* TASK TO CARRY OUT *
Each record below needs to be written out exactly as it appears.

* GIVEN INFORMATION *
──────────
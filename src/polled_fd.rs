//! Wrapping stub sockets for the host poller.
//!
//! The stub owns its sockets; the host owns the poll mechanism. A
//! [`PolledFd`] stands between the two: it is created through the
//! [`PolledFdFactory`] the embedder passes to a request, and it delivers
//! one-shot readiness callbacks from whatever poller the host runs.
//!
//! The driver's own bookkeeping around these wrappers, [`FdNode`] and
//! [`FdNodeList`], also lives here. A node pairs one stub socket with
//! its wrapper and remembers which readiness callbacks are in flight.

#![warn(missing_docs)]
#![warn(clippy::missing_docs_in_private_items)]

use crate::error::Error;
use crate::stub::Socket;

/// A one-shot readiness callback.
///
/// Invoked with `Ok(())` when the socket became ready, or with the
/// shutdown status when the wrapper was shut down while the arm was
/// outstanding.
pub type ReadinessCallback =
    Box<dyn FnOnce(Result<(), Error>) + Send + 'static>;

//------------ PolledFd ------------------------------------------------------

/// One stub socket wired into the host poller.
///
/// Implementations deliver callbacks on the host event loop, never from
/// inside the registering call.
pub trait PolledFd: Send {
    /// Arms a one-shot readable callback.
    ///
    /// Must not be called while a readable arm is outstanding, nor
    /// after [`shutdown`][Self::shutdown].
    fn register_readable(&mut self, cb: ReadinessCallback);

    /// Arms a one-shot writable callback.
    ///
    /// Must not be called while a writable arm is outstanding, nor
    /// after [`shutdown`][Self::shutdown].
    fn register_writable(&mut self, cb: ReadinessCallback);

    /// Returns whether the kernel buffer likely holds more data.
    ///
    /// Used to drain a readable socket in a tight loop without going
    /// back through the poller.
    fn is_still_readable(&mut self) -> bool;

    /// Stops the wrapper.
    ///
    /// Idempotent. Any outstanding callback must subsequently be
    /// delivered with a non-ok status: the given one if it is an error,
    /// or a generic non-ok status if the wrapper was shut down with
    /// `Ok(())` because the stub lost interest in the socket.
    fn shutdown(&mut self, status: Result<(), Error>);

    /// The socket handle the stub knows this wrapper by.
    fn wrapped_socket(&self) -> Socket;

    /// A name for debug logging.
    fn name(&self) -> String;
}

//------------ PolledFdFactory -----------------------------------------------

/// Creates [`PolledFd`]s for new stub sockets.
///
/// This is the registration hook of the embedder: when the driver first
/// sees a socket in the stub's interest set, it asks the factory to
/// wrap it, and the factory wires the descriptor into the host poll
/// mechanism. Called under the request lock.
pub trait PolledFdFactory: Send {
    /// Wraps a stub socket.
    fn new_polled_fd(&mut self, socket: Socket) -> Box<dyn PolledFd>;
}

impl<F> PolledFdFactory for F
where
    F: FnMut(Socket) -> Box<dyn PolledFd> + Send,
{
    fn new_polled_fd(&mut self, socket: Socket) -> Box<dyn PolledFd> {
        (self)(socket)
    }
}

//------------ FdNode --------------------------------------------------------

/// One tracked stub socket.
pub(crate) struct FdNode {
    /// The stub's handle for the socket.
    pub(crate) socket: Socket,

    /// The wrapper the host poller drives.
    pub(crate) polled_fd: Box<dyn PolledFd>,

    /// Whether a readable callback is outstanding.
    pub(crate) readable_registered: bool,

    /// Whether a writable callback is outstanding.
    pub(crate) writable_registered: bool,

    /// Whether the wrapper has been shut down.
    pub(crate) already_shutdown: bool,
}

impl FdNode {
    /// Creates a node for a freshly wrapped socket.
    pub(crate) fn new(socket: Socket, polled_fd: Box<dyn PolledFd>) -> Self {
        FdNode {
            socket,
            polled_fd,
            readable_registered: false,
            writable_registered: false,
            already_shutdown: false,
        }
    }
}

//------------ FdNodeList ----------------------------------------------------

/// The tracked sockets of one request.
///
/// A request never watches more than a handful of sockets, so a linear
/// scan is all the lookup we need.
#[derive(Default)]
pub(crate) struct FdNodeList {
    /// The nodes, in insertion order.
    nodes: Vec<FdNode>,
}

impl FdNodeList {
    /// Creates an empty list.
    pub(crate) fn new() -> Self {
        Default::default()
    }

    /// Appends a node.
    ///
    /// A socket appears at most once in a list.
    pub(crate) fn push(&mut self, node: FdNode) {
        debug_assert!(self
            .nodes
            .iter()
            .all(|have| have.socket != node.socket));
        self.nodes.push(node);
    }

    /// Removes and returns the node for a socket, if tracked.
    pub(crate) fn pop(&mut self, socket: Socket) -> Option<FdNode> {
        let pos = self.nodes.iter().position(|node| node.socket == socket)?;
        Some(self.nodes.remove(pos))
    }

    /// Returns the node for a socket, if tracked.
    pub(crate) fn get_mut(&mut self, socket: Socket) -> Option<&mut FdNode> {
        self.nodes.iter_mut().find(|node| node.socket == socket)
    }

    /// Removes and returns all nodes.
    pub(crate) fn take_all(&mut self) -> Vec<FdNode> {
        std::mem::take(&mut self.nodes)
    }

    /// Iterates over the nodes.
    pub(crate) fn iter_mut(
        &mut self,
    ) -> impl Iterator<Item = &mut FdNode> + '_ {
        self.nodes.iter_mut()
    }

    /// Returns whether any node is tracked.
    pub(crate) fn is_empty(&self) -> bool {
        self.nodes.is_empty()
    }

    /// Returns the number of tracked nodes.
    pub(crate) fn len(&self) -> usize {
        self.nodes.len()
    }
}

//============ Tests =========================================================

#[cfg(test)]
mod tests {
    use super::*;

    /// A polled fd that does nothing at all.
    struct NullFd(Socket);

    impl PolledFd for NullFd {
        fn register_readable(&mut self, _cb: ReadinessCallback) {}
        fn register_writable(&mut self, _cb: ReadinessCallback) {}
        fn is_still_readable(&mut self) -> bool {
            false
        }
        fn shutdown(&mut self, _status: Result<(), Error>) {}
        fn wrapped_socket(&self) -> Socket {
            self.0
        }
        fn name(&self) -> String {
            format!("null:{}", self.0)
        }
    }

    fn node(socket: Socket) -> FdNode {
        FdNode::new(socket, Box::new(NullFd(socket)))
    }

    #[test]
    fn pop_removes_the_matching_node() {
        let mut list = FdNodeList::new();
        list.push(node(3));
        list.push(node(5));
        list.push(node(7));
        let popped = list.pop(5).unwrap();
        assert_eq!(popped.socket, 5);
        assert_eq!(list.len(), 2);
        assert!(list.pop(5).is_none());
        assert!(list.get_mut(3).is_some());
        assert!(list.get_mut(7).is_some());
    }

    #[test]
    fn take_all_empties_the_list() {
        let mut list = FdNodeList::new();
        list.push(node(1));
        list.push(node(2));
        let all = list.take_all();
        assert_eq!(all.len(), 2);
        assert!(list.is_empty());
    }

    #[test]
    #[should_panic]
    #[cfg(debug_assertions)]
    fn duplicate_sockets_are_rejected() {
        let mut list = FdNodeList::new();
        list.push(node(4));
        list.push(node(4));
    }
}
──────────
* RESPONSE AREA *
filename src/polled_fd.rs
//! Wrapping stub sockets for the host poller.
//!
//! The stub owns its sockets; the host owns the poll mechanism. A
//! [`PolledFd`] stands between the two: it is created through the
//! [`PolledFdFactory`] the embedder passes to a request, and it delivers
//! one-shot readiness callbacks from whatever poller the host runs.
//!
//! The driver's own bookkeeping around these wrappers, [`FdNode`] and
//! [`FdNodeList`], also lives here. A node pairs one stub socket with
//! its wrapper and remembers which readiness callbacks are in flight.

#![warn(missing_docs)]
#![warn(clippy::missing_docs_in_private_items)]

use crate::error::Error;
use crate::stub::Socket;

/// A one-shot readiness callback.
///
/// Invoked with `Ok(())` when the socket became ready, or with the
/// shutdown status when the wrapper was shut down while the arm was
/// outstanding.
pub type ReadinessCallback =
    Box<dyn FnOnce(Result<(), Error>) + Send + 'static>;

//------------ PolledFd ------------------------------------------------------

/// One stub socket wired into the host poller.
///
/// Implementations deliver callbacks on the host event loop, never from
/// inside the registering call.
pub trait PolledFd: Send {
    /// Arms a one-shot readable callback.
    ///
    /// Must not be called while a readable arm is outstanding, nor
    /// after [`shutdown`][Self::shutdown].
    fn register_readable(&mut self, cb: ReadinessCallback);

    /// Arms a one-shot writable callback.
    ///
    /// Must not be called while a writable arm is outstanding, nor
    /// after [`shutdown`][Self::shutdown].
    fn register_writable(&mut self, cb: ReadinessCallback);

    /// Returns whether the kernel buffer likely holds more data.
    ///
    /// Used to drain a readable socket in a tight loop without going
    /// back through the poller.
    fn is_still_readable(&mut self) -> bool;

    /// Stops the wrapper.
    ///
    /// Idempotent. Any outstanding callback must subsequently be
    /// delivered with a non-ok status: the given one if it is an error,
    /// or a generic non-ok status if the wrapper was shut down with
    /// `Ok(())` because the stub lost interest in the socket.
    fn shutdown(&mut self, status: Result<(), Error>);

    /// The socket handle the stub knows this wrapper by.
    fn wrapped_socket(&self) -> Socket;

    /// A name for debug logging.
    fn name(&self) -> String;
}

//------------ PolledFdFactory -----------------------------------------------

/// Creates [`PolledFd`]s for new stub sockets.
///
/// This is the registration hook of the embedder: when the driver first
/// sees a socket in the stub's interest set, it asks the factory to
/// wrap it, and the factory wires the descriptor into the host poll
/// mechanism. Called under the request lock.
pub trait PolledFdFactory: Send {
    /// Wraps a stub socket.
    fn new_polled_fd(&mut self, socket: Socket) -> Box<dyn PolledFd>;
}

impl<F> PolledFdFactory for F
where
    F: FnMut(Socket) -> Box<dyn PolledFd> + Send,
{
    fn new_polled_fd(&mut self, socket: Socket) -> Box<dyn PolledFd> {
        (self)(socket)
    }
}

//------------ FdNode --------------------------------------------------------

/// One tracked stub socket.
pub(crate) struct FdNode {
    /// The stub's handle for the socket.
    pub(crate) socket: Socket,

    /// The wrapper the host poller drives.
    pub(crate) polled_fd: Box<dyn PolledFd>,

    /// Whether a readable callback is outstanding.
    pub(crate) readable_registered: bool,

    /// Whether a writable callback is outstanding.
    pub(crate) writable_registered: bool,

    /// Whether the wrapper has been shut down.
    pub(crate) already_shutdown: bool,
}

impl FdNode {
    /// Creates a node for a freshly wrapped socket.
    pub(crate) fn new(socket: Socket, polled_fd: Box<dyn PolledFd>) -> Self {
        FdNode {
            socket,
            polled_fd,
            readable_registered: false,
            writable_registered: false,
            already_shutdown: false,
        }
    }
}

//------------ FdNodeList ----------------------------------------------------

/// The tracked sockets of one request.
///
/// A request never watches more than a handful of sockets, so a linear
/// scan is all the lookup we need.
#[derive(Default)]
pub(crate) struct FdNodeList {
    /// The nodes, in insertion order.
    nodes: Vec<FdNode>,
}

impl FdNodeList {
    /// Creates an empty list.
    pub(crate) fn new() -> Self {
        Default::default()
    }

    /// Appends a node.
    ///
    /// A socket appears at most once in a list.
    pub(crate) fn push(&mut self, node: FdNode) {
        debug_assert!(self
            .nodes
            .iter()
            .all(|have| have.socket != node.socket));
        self.nodes.push(node);
    }

    /// Removes and returns the node for a socket, if tracked.
    pub(crate) fn pop(&mut self, socket: Socket) -> Option<FdNode> {
        let pos = self.nodes.iter().position(|node| node.socket == socket)?;
        Some(self.nodes.remove(pos))
    }

    /// Returns the node for a socket, if tracked.
    pub(crate) fn get_mut(&mut self, socket: Socket) -> Option<&mut FdNode> {
        self.nodes.iter_mut().find(|node| node.socket == socket)
    }

    /// Removes and returns all nodes.
    pub(crate) fn take_all(&mut self) -> Vec<FdNode> {
        std::mem::take(&mut self.nodes)
    }

    /// Iterates over the nodes.
    pub(crate) fn iter_mut(
        &mut self,
    ) -> impl Iterator<Item = &mut FdNode> + '_ {
        self.nodes.iter_mut()
    }

    /// Returns whether any node is tracked.
    pub(crate) fn is_empty(&self) -> bool {
        self.nodes.is_empty()
    }

    /// Returns the number of tracked nodes.
    pub(crate) fn len(&self) -> usize {
        self.nodes.len()
    }
}

//============ Tests =========================================================

#[cfg(test)]
mod tests {
    use super::*;

    /// A polled fd that does nothing at all.
    struct NullFd(Socket);

    impl PolledFd for NullFd {
        fn register_readable(&mut self, _cb: ReadinessCallback) {}
        fn register_writable(&mut self, _cb: ReadinessCallback) {}
        fn is_still_readable(&mut self) -> bool {
            false
        }
        fn shutdown(&mut self, _status: Result<(), Error>) {}
        fn wrapped_socket(&self) -> Socket {
            self.0
        }
        fn name(&self) -> String {
            format!("null:{}", self.0)
        }
    }

    fn node(socket: Socket) -> FdNode {
        FdNode::new(socket, Box::new(NullFd(socket)))
    }

    #[test]
    fn pop_removes_the_matching_node() {
        let mut list = FdNodeList::new();
        list.push(node(3));
        list.push(node(5));
        list.push(node(7));
        let popped = list.pop(5).unwrap();
        assert_eq!(popped.socket, 5);
        assert_eq!(list.len(), 2);
        assert!(list.pop(5).is_none());
        assert!(list.get_mut(3).is_some());
        assert!(list.get_mut(7).is_some());
    }

    #[test]
    fn take_all_empties_the_list() {
        let mut list = FdNodeList::new();
        list.push(node(1));
        list.push(node(2));
        let all = list.take_all();
        assert_eq!(all.len(), 2);
        assert!(list.is_empty());
    }

    #[test]
    #[should_panic]
    #[cfg(debug_assertions)]
    fn duplicate_sockets_are_rejected() {
        let mut list = FdNodeList::new();
        list.push(node(4));
        list.push(node(4));
    }
}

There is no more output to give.